Information shown ▸
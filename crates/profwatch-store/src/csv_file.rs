//! Row format shared by the cumulative database and the snapshot files.

use std::fs::{File, OpenOptions};
use std::io::{Read, Seek, SeekFrom, Write};
use std::path::Path;

use chrono::NaiveDate;
use profwatch_core::ProfileRecord;
use serde::{Deserialize, Serialize};

use crate::error::StoreError;

pub(crate) const URL_COLUMN: &str = "profile_url";

/// Column order on disk. Must match the field order of [`ProfileRow`].
pub(crate) const COLUMNS: [&str; 13] = [
    URL_COLUMN,
    "title",
    "username",
    "description",
    "price",
    "phone",
    "skype",
    "kik",
    "posted_by",
    "posted_time",
    "images",
    "image_count",
    "scrape_date",
];

pub(crate) const IMAGE_DELIMITER: char = '|';
const DATE_FORMAT: &str = "%Y-%m-%d";

/// One CSV row. Field order is the column order on disk, see [`COLUMNS`].
#[derive(Debug, Serialize, Deserialize)]
pub(crate) struct ProfileRow {
    pub profile_url: String,
    pub title: String,
    pub username: String,
    pub description: String,
    pub price: String,
    pub phone: String,
    pub skype: String,
    pub kik: String,
    pub posted_by: String,
    pub posted_time: String,
    pub images: String,
    pub image_count: usize,
    pub scrape_date: String,
}

impl From<&ProfileRecord> for ProfileRow {
    fn from(record: &ProfileRecord) -> Self {
        let mut images = String::new();
        for (i, url) in record.image_urls.iter().enumerate() {
            if i > 0 {
                images.push(IMAGE_DELIMITER);
            }
            images.push_str(url);
        }
        Self {
            profile_url: record.url.clone(),
            title: record.title.clone(),
            username: record.username.clone(),
            description: record.description.clone(),
            price: record.price.clone(),
            phone: record.phone.clone(),
            skype: record.skype.clone(),
            kik: record.kik.clone(),
            posted_by: record.posted_by.clone(),
            posted_time: record.posted_time.clone(),
            images,
            image_count: record.image_count(),
            scrape_date: record.scrape_date.format(DATE_FORMAT).to_string(),
        }
    }
}

impl ProfileRow {
    pub(crate) fn into_record(self) -> Result<ProfileRecord, String> {
        let scrape_date = NaiveDate::parse_from_str(&self.scrape_date, DATE_FORMAT)
            .map_err(|e| {
                format!(
                    "bad scrape_date {:?} for {}: {e}",
                    self.scrape_date, self.profile_url
                )
            })?;
        let image_urls = if self.images.is_empty() {
            Vec::new()
        } else {
            self.images
                .split(IMAGE_DELIMITER)
                .map(str::to_string)
                .collect()
        };
        Ok(ProfileRecord {
            url: self.profile_url,
            title: self.title,
            username: self.username,
            description: self.description,
            price: self.price,
            phone: self.phone,
            skype: self.skype,
            kik: self.kik,
            posted_by: self.posted_by,
            posted_time: self.posted_time,
            image_urls,
            scrape_date,
        })
    }
}

/// Normalizes a raw header cell: lossy UTF-8, byte-order mark and
/// surrounding whitespace removed.
pub(crate) fn header_name(raw: &[u8]) -> String {
    String::from_utf8_lossy(raw)
        .trim_start_matches('\u{feff}')
        .trim()
        .to_string()
}

/// Checks that the CSV file at `path` has exactly the [`COLUMNS`] header.
///
/// An empty file passes, since the header is written on first append.
///
/// # Errors
///
/// Returns [`StoreError::Schema`] when the header differs, or
/// [`StoreError::Csv`] when it cannot be read.
pub(crate) fn check_header(path: &Path) -> Result<(), StoreError> {
    let mut reader = csv::ReaderBuilder::new()
        .flexible(true)
        .from_path(path)
        .map_err(|e| StoreError::csv(path, e))?;
    let headers = reader
        .byte_headers()
        .map_err(|e| StoreError::csv(path, e))?;
    if headers.is_empty() {
        return Ok(());
    }

    let found: Vec<String> = headers.iter().map(header_name).collect();
    if found.iter().map(String::as_str).eq(COLUMNS) {
        Ok(())
    } else {
        Err(StoreError::Schema {
            path: path.to_path_buf(),
            reason: format!(
                "columns are [{}], expected [{}]",
                found.join(","),
                COLUMNS.join(",")
            ),
        })
    }
}

/// Appends `records` to the CSV file at `path`, creating it if needed.
///
/// The header row is written only when the file is new or empty. An existing
/// file must carry exactly the [`COLUMNS`] header, otherwise nothing is
/// written. If the existing file does not end in a newline one is added
/// first so the new rows never merge into the last existing row.
///
/// # Errors
///
/// Returns [`StoreError::Schema`] for a file with a different header, or
/// [`StoreError::Io`] / [`StoreError::Csv`] if reading or writing fails.
pub(crate) fn append_rows(path: &Path, records: &[&ProfileRecord]) -> Result<(), StoreError> {
    let mut file = OpenOptions::new()
        .read(true)
        .append(true)
        .create(true)
        .open(path)
        .map_err(|e| StoreError::io(path, e))?;

    let len = file.metadata().map_err(|e| StoreError::io(path, e))?.len();
    if len > 0 {
        check_header(path)?;
    }
    if len > 0 && !ends_with_newline(&mut file).map_err(|e| StoreError::io(path, e))? {
        file.write_all(b"\n").map_err(|e| StoreError::io(path, e))?;
    }

    let mut writer = csv::WriterBuilder::new()
        .has_headers(len == 0)
        .from_writer(file);
    for record in records {
        writer
            .serialize(ProfileRow::from(*record))
            .map_err(|e| StoreError::csv(path, e))?;
    }
    writer.flush().map_err(|e| StoreError::io(path, e))?;

    let file = writer
        .into_inner()
        .map_err(|e| StoreError::io(path, e.into_error()))?;
    file.sync_all().map_err(|e| StoreError::io(path, e))
}

fn ends_with_newline(file: &mut File) -> std::io::Result<bool> {
    let mut last = [0u8; 1];
    file.seek(SeekFrom::End(-1))?;
    file.read_exact(&mut last)?;
    Ok(last[0] == b'\n')
}

/// Reads every row of the CSV file at `path`.
pub(crate) fn read_rows(path: &Path) -> Result<Vec<ProfileRow>, StoreError> {
    let mut reader = csv::ReaderBuilder::new()
        .flexible(true)
        .from_path(path)
        .map_err(|e| StoreError::csv(path, e))?;
    reader
        .deserialize::<ProfileRow>()
        .map(|row| row.map_err(|e| StoreError::csv(path, e)))
        .collect()
}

Exercise goal ▸
Where does "skype" occur in the data? Copy each line that has it.

Written response ▸
    "skype",
    pub skype: String,
            skype: record.skype.clone(),
            skype: self.skype,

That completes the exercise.